I suppose it is too much to hope that the latest round of soul-searching on commission versus fees will be the last.
If it became mandatory for all advisers to charge fees, would that really be all advisers? Would banks direct salesforces, single ties and multi-ties be included?
If up-front commission were done away with, would that not also skew the playing field as big outfits such as banks and insurance companies have the pockets to fund their advisers.
In the interests of a full discussion I would like to pose some what-ifs.1: If it were only those who wanted to call themselves independent who had to charge fees, this would be tantamount to reintroducing polarisation. If this is the intention, then it needs to be rigorously and scrupulously controlled. None of this nonsense with Barclays et al.2: What if fees were mandatory throughout all the advice process?
Overall,l I think it would be wonderful for the existing independently regulated IFAs. The big networks which are turning themselves inside out to show that consumers do not want to pay for advice, will suddenly discover they cannot control their cashflow.
As for clients, this will be interesting as the Government and Opposition are already bleating about financial exclusion. If people cannot get financial advice other than through a feepaying channel then of course it is only going to be the more enlightened and better off that are going to have any advice anyway.
Just imagine how term insurance sales would collapse if fees had to be charged.3: If the banks also had to charge fees then unless they were going to subsidise this heavily it would soon become evident that their prices were way out of line with prices offered by smaller IFAs.4: How will the traditional life offices fare? They have been emasculated over the past decade. This would probably be their death knell.5: Are unit trusts to be included? If so, I trust that stockbrokers will also be weaned off commission.6: If no commission is taken, will the full value be stripped from the product? Methinks perhaps not and the providers will enjoy fatter margins at the expense of the adviser and the client. Alternatively, judging by past performance, will the providers be daft enough to enter into a downward spiralling bidding war, thereby jeopardising their own solvency yet again?7: Under TCF considerations, how long will it be before the FSA tries to control the level of fees charged?
Why can’t everybody accept that we have some pretty effective regulation, so stop fiddling and let it bed down for a few years.
For those who bleat on about professionalism I can only say, open your eyes. Those whom you claim to want to emulate, such as solicitors and accountants, have their black sheep and those that dispense less than perfect advice.
That is what regulation is for – to make sure that any rogue business is the exception rather than the rule.

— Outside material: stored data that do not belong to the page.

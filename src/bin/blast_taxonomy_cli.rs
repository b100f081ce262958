use clap::Parser;
use indicatif::{ProgressBar, ProgressStyle};
use std::path::PathBuf;

use blast_taxonomy_rs::{run_chunk, ConsensusConfig, RunConfig, UnknownTaxonPolicy};

/// Assign consensus taxonomy to BLAST hits, one chunk of queries per
/// worker invocation.
#[derive(Debug, Parser)]
#[command(name = "blast-taxonomy-rs", version)]
struct Args {
    /// BLAST hit table (csv, optionally gzipped) with columns
    /// query,gi,pident,evalue,tax_id
    #[arg(long)]
    infile: PathBuf,

    /// Array index: which chunk to process, 1-based
    #[arg(short = 'i', long)]
    index: usize,

    /// Array size: total chunk count
    #[arg(short = 's', long)]
    size: usize,

    /// Number of rows of the table to read; useful for partial runs
    #[arg(long)]
    nrows: Option<usize>,

    /// Reference taxonomy file (taxid, parent, name, rank; tab-separated)
    #[arg(long, default_value = "taxDB")]
    taxdb: PathBuf,

    /// Directory for consensus_taxonomy_<index>.csv
    #[arg(long, default_value = ".")]
    out_dir: PathBuf,

    /// Percent-identity margin below the best hit for a hit to be retained
    #[arg(long, default_value_t = 1.0)]
    sway: f64,

    /// Skip queries whose taxon id is missing from the reference taxonomy
    /// instead of aborting the run
    #[arg(long)]
    skip_unknown: bool,
}

fn main() {
    env_logger::init();
    let args = Args::parse();

    let config = RunConfig {
        index: args.index,
        size: args.size,
        nrows: args.nrows,
        policy: if args.skip_unknown {
            UnknownTaxonPolicy::Skip
        } else {
            UnknownTaxonPolicy::Abort
        },
        consensus: ConsensusConfig::with_sway(args.sway),
    };

    let spinner = ProgressBar::new_spinner();
    spinner.set_style(
        ProgressStyle::default_spinner()
            .tick_strings(&[
                "⠋", "⠙", "⠹", "⠸", "⠼", "⠴", "⠦", "⠧", "⠇", "⠏",
            ])
            .template("{spinner:.green} {msg}")
            .expect("Invalid spinner template"),
    );
    spinner.set_message(format!(
        "Computing consensus taxonomy for chunk {}/{}...",
        args.index, args.size
    ));

    match run_chunk(&args.infile, &args.taxdb, &args.out_dir, &config) {
        Ok(summary) => {
            spinner.finish_with_message(format!(
                "Wrote {} record(s) for {} of {} queries to {}{}",
                summary.records,
                summary.chunk_queries,
                summary.total_queries,
                summary.out_path.display(),
                if summary.skipped > 0 {
                    format!(" ({} skipped)", summary.skipped)
                } else {
                    String::new()
                },
            ));
        }
        Err(e) => {
            spinner.abandon_with_message("Consensus taxonomy failed.");
            log::error!("{e}");
            eprintln!("error: {e}");
            std::process::exit(1);
        }
    }
}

I would contend it is not there to ensure that faults do not happen at all because that is an impossible task.
All this talk of commission is nonsense. What is really meant is absolute transparency of consumer charges. If the regulator believes this is not already extant, then what on Earth are we sending out all this paperwork for?
It is tantamount to the FSA admitting that key facts and menus have been ineffective and a waste of time.
Currently a fee-based adviser can offer clients the option of letting the fee be recovered by commission if a product is the result of advice.
In many cases, the commission equating to the fee is significantly less than the full commission on offer.
The marginal difference is therefore available for the benefit of the client and often this benefit is considerable, thanks to the generosity of the life office. Are we going to jeopardise that? Also, by this means, advice for pensions can attract tax relief where a pure fee cannot. If the Government is daft enough to have these anomalies, then why blame the commission system?
What is wrong with just saying in the written advice that If I provide this advice or that product, you will pay X amount? How difficult is that?
The regulator goes to great lengths to prescribe every dot and comma but requires no evidence that the client has received this dross. It seems more concerned with protecting its copyright than ensuring a simple and foolproof way of achieving true transparency. If this is achieved, then who cares whether fees or commission is taken?
What the whole thing boils down to is:
a: Our regulator does not trust us to be open, honest and straightforward with our clients and customers. A mountain of paper and interminable soul-searching is not the answer.
b: The really broken model (apart from traditional life offices) is the network system. Networks have distribution muscle. The life offices rely on them for survival. Their model of doing business makes commission an imperative. They are the new direct salesforces.
I would contend that small. directly regulated IFAs do not have a problem with fees versus commission. This sector seems to be solvent, profitable and offers customers a decent, cost-effective deal, whether by commission or fees.